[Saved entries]

:::::

impl SessionController {
    pub fn new<B: Backend + 'static>(backend: Arc<B>, settings: SessionSettings) -> Self {
        Self::with_collaborators(Collaborators::from_backend(backend), settings)
    }

    /// Follows `store`: edits made through [`SettingsStore::update`] reach running exchanges
    /// on their next read. The notification capacity is fixed at construction.
    pub fn with_settings_store<B: Backend + 'static>(
        backend: Arc<B>,
        store: &SettingsStore,
    ) -> Self {
        Self::from_shared(Collaborators::from_backend(backend), store.shared())
    }

    pub fn with_collaborators(collaborators: Collaborators, settings: SessionSettings) -> Self {
        Self::from_shared(
            collaborators,
            Arc::new(ArcSwap::from_pointee(settings.normalized())),
        )
    }

    fn from_shared(collaborators: Collaborators, settings: Arc<ArcSwap<SessionSettings>>) -> Self {
        let capacity = settings.load().notification_capacity.max(1);
        let (snapshots, _) = watch::channel(SessionSnapshot::default());
        let (notifications, _) = broadcast::channel(capacity);
        Self {
            inner: Arc::new(Inner {
                collaborators,
                settings,
                state: Mutex::new(SessionState::default()),
                snapshots,
                notifications,
            }),
        }
    }

    /// Builds the HTTP backend described by the store's current `backend` section.
    pub fn connect(store: &SettingsStore) -> SessionResult<Self> {
        let settings = store.settings();
        let backend = HttpBackend::new(
            settings.backend.to_backend_config(),
            settings.backend.credentials(),
        )
        .context(BackendSetupSnafu {
            stage: "connect-backend",
        })?;
        Ok(Self::with_settings_store(Arc::new(backend), store))
    }

    pub fn settings(&self) -> Arc<SessionSettings> {
        self.inner.settings()
    }

    pub fn subscribe(&self) -> watch::Receiver<SessionSnapshot> {
        self.inner.snapshots.subscribe()
    }

    pub fn notifications(&self) -> broadcast::Receiver<Notification> {
        self.inner.notifications.subscribe()
    }

    pub fn snapshot(&self) -> SessionSnapshot {
        self.inner.state().snapshot()
    }

    pub fn active_chat(&self) -> Option<ChatId> {
        self.inner.state().active_chat().cloned()
    }

    pub fn chats(&self) -> Vec<Chat> {
        self.inner.state().chats().to_vec()
    }

    /// Merged history of the active chat.
    pub fn render_messages(&self) -> Vec<Message> {
        let state = self.inner.state();
        state
            .active_chat()
            .map(|chat_id| state.render_messages(chat_id))
            .unwrap_or_default()
    }

    /// Whether the active chat has an exchange in flight.
    pub fn is_sending(&self) -> bool {
        let state = self.inner.state();
        state
            .active_chat()
            .is_some_and(|chat_id| state.is_streaming(chat_id))
    }

    pub fn is_streaming(&self, chat_id: &ChatId) -> bool {
        self.inner.state().is_streaming(chat_id)
    }

    pub async fn refresh_chats(&self) -> SessionResult<Vec<Chat>> {
        let chats = self
            .inner
            .collaborators
            .directory
            .list_chats()
            .await
            .context(ChatDirectorySnafu {
                stage: "list-chats",
            })?;

        let mut state = self.inner.state();
        state.replace_chats(chats);
        self.inner.publish(&state);
        Ok(state.chats().to_vec())
    }

    /// Switches the shown chat and reloads its history. Exchanges in other chats keep running.
    pub async fn set_active_chat(&self, chat_id: Option<ChatId>) -> SessionResult<()> {
        {
            let mut state = self.inner.state();
            state.set_active_chat(chat_id.clone());
            self.inner.publish(&state);
        }
        match chat_id {
            Some(chat_id) => self.inner.refresh_chat(&chat_id).await,
            None => Ok(()),
        }
    }

    pub async fn refresh_messages(&self) -> SessionResult<()> {
        let chat_id = self.active_chat().context(NoActiveChatSnafu {
            stage: "refresh-messages",
        })?;
        self.inner.refresh_chat(&chat_id).await
    }

    /// Creates a chat, makes it active and returns it.
    pub async fn create_new_chat(&self) -> SessionResult<Chat> {
        let chat = self
            .inner
            .collaborators
            .directory
            .create_chat()
            .await
            .context(ChatDirectorySnafu {
                stage: "create-chat",
            })?;

        let mut state = self.inner.state();
        state.insert_chat(chat.clone());
        state.set_active_chat(Some(chat.id.clone()));
        let generation = state.begin_refresh(&chat.id);
        state.apply_refresh(&chat.id, generation, Vec::new());
        self.inner.publish(&state);
        tracing::info!("created chat {}", chat.id);
        Ok(chat)
    }

    /// Stops any exchange in the chat, then deletes it.
    pub async fn delete_chat(&self, chat_id: &ChatId) -> SessionResult<()> {
        self.cancel_exchange(chat_id, false);
        self.inner
            .collaborators
            .directory
            .delete_chat(chat_id)
            .await
            .context(ChatDirectorySnafu {
                stage: "delete-chat",
            })?;

        let mut state = self.inner.state();
        state.remove_chat(chat_id);
        self.inner.publish(&state);
        tracing::info!("deleted chat {}", chat_id);
        Ok(())
    }

    /// Starts an exchange in the active chat.
    ///
    /// Returns as soon as the exchange is open; the optimistic message and streaming state are
    /// already visible in the published snapshot. Await the ticket for the final outcome.
    pub fn send_message(&self, request: SendRequest) -> SessionResult<ExchangeTicket> {
        let inner = &self.inner;
        let begun = {
            let mut state = inner.state();
            let begun = state.begin_send(&request.content, request.agent_id)?;
            inner.publish(&state);
            begun
        };

        let exchange = ExchangeRequest::new(
            begun.chat_id.clone(),
            request.content,
            request.model_id,
            Some(begun.agent_id.clone()),
        );
        let opened = match inner.collaborators.transport.open_exchange(exchange) {
            Ok(opened) => opened,
            Err(source) => {
                {
                    let mut state = inner.state();
                    state.abandon_send(&begun.chat_id, begun.handle);
                    inner.publish(&state);
                }
                inner.notify(Notification::new(
                    NotificationKind::StreamFailed,
                    Some(begun.chat_id.clone()),
                    source.to_string(),
                ));
                return Err(SessionError::OpenExchange {
                    stage: "open-exchange",
                    chat_id: begun.chat_id,
                    source,
                });
            }
        };

        let ExchangeStreamHandle { stream, worker } = opened;
        let worker = tokio::spawn(worker);
        let reader = tokio::spawn(run_reader(
            Arc::downgrade(inner),
            begun.chat_id.clone(),
            begun.handle,
            stream,
        ));
        let leftover = inner.state().attach_tasks(
            &begun.chat_id,
            begun.handle,
            StreamTasks { reader, worker },
        );
        if leftover.is_some() {
            tracing::debug!(
                "exchange {} on chat {} ended before its tasks were attached",
                begun.handle,
                begun.chat_id
            );
        }

        tracing::info!("opened exchange {} on chat {}", begun.handle, begun.chat_id);
        Ok(ExchangeTicket {
            chat_id: begun.chat_id,
            completion: begun.completion,
        })
    }

    /// Stops the active chat's exchange. Returns `false` when nothing was in flight.
    pub fn stop_stream(&self) -> bool {
        match self.active_chat() {
            Some(chat_id) => self.stop_stream_for(&chat_id),
            None => false,
        }
    }

    pub fn stop_stream_for(&self, chat_id: &ChatId) -> bool {
        self.cancel_exchange(chat_id, true)
    }

    /// Clears local state at once; the backend abandon and the refresh run in the background.
    fn cancel_exchange(&self, chat_id: &ChatId, refresh: bool) -> bool {
        let cancelled = {
            let mut state = self.inner.state();
            let cancelled = state.cancel_stream(chat_id);
            if cancelled.is_some() {
                self.inner.publish(&state);
            }
            cancelled
        };
        let Some(mut session) = cancelled else {
            tracing::debug!("no exchange to stop on chat {}", chat_id);
            return false;
        };

        if let Some(tasks) = session.take_tasks() {
            tasks.abort_reader();
        }
        session.finish(Ok(ExchangeOutcome::Cancelled));
        tracing::info!("stopped exchange {} on chat {}", session.handle, chat_id);

        let inner = Arc::clone(&self.inner);
        let chat_id = chat_id.clone();
        tokio::spawn(async move {
            if let Err(error) = inner
                .collaborators
                .transport
                .abandon_exchange(&chat_id)
                .await
            {
                inner.notify(Notification::new(
                    NotificationKind::AbandonFailed,
                    Some(chat_id.clone()),
                    error.to_string(),
                ));
            }
            if refresh && inner.settings().refresh_after_cancel {
                inner.refresh_in_place(&chat_id).await;
            }
        });
        true
    }

    pub async fn approve(
        &self,
        validation_id: &ValidationId,
        always_allow: bool,
    ) -> SessionResult<ValidationOutcome> {
        self.resolve(validation_id, Resolution::Approve { always_allow })
            .await
    }

    pub async fn reject(
        &self,
        validation_id: &ValidationId,
        reason: Option<String>,
    ) -> SessionResult<ValidationOutcome> {
        self.resolve(validation_id, Resolution::Reject { reason }).await
    }

    pub async fn feedback(
        &self,
        validation_id: &ValidationId,
        text: impl Into<String>,
    ) -> SessionResult<ValidationOutcome> {
        self.resolve(validation_id, Resolution::Feedback { text: text.into() })
            .await
    }

    /// Claims the request before calling the service so concurrent resolutions collide locally.
    async fn resolve(
        &self,
        validation_id: &ValidationId,
        resolution: Resolution,
    ) -> SessionResult<ValidationOutcome> {
        let inner = &self.inner;
        let claim = {
            let mut state = inner.state();
            let claim = state.begin_resolution(validation_id, resolution)?;
            inner.publish(&state);
            claim
        };
        tracing::debug!(
            "resolving validation {} on chat {} with {}",
            validation_id,
            claim.chat_id,
            claim.resolution.label()
        );

        let validations = &inner.collaborators.validations;
        let result = match &claim.resolution {
            Resolution::Approve { always_allow } => {
                validations.approve(validation_id, *always_allow).await
            }
            Resolution::Reject { reason } => validations.reject(validation_id, reason.clone()).await,
            Resolution::Feedback { text } => validations.feedback(validation_id, text.clone()).await,
        };

        let outcome = match result {
            Ok(outcome) => outcome,
            Err(source) => {
                {
                    let mut state = inner.state();
                    state.abort_resolution(&claim);
                    inner.publish(&state);
                }
                inner.notify(Notification::new(
                    NotificationKind::ValidationFailed,
                    Some(claim.chat_id.clone()),
                    source.to_string(),
                ));
                return Err(SessionError::ValidationService {
                    stage: "resolve-validation",
                    validation_id: validation_id.clone(),
                    source,
                });
            }
        };

        let auto_approve = inner.settings().auto_approve_standing;
        let effect = {
            let mut state = inner.state();
            let effect = state.complete_resolution(&claim, outcome, auto_approve);
            inner.publish(&state);
            effect
        };

        if let Some(next) = effect.auto_approve {
            spawn_auto_approve(inner, next);
        }
        if effect.finish_exchange {
            tracing::info!(
                "validation {} ended exchange {} on chat {}",
                validation_id,
                claim.handle,
                claim.chat_id
            );
            if let Some(tasks) = effect.finished_tasks {
                tasks.abort_reader();
            }
            inner.finish_completed(&claim.chat_id, claim.handle).await;
        }
        Ok(outcome)
    }
}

:::::

### INSTRUCTIONS FOR THE TASK
Check each line of the records above, and copy those that hold the word "stage".

### EXERCISE SOLUTION
            stage: "connect-backend",
                stage: "list-chats",
            stage: "refresh-messages",
                stage: "create-chat",
                stage: "delete-chat",
                    stage: "open-exchange",
                    stage: "resolve-validation",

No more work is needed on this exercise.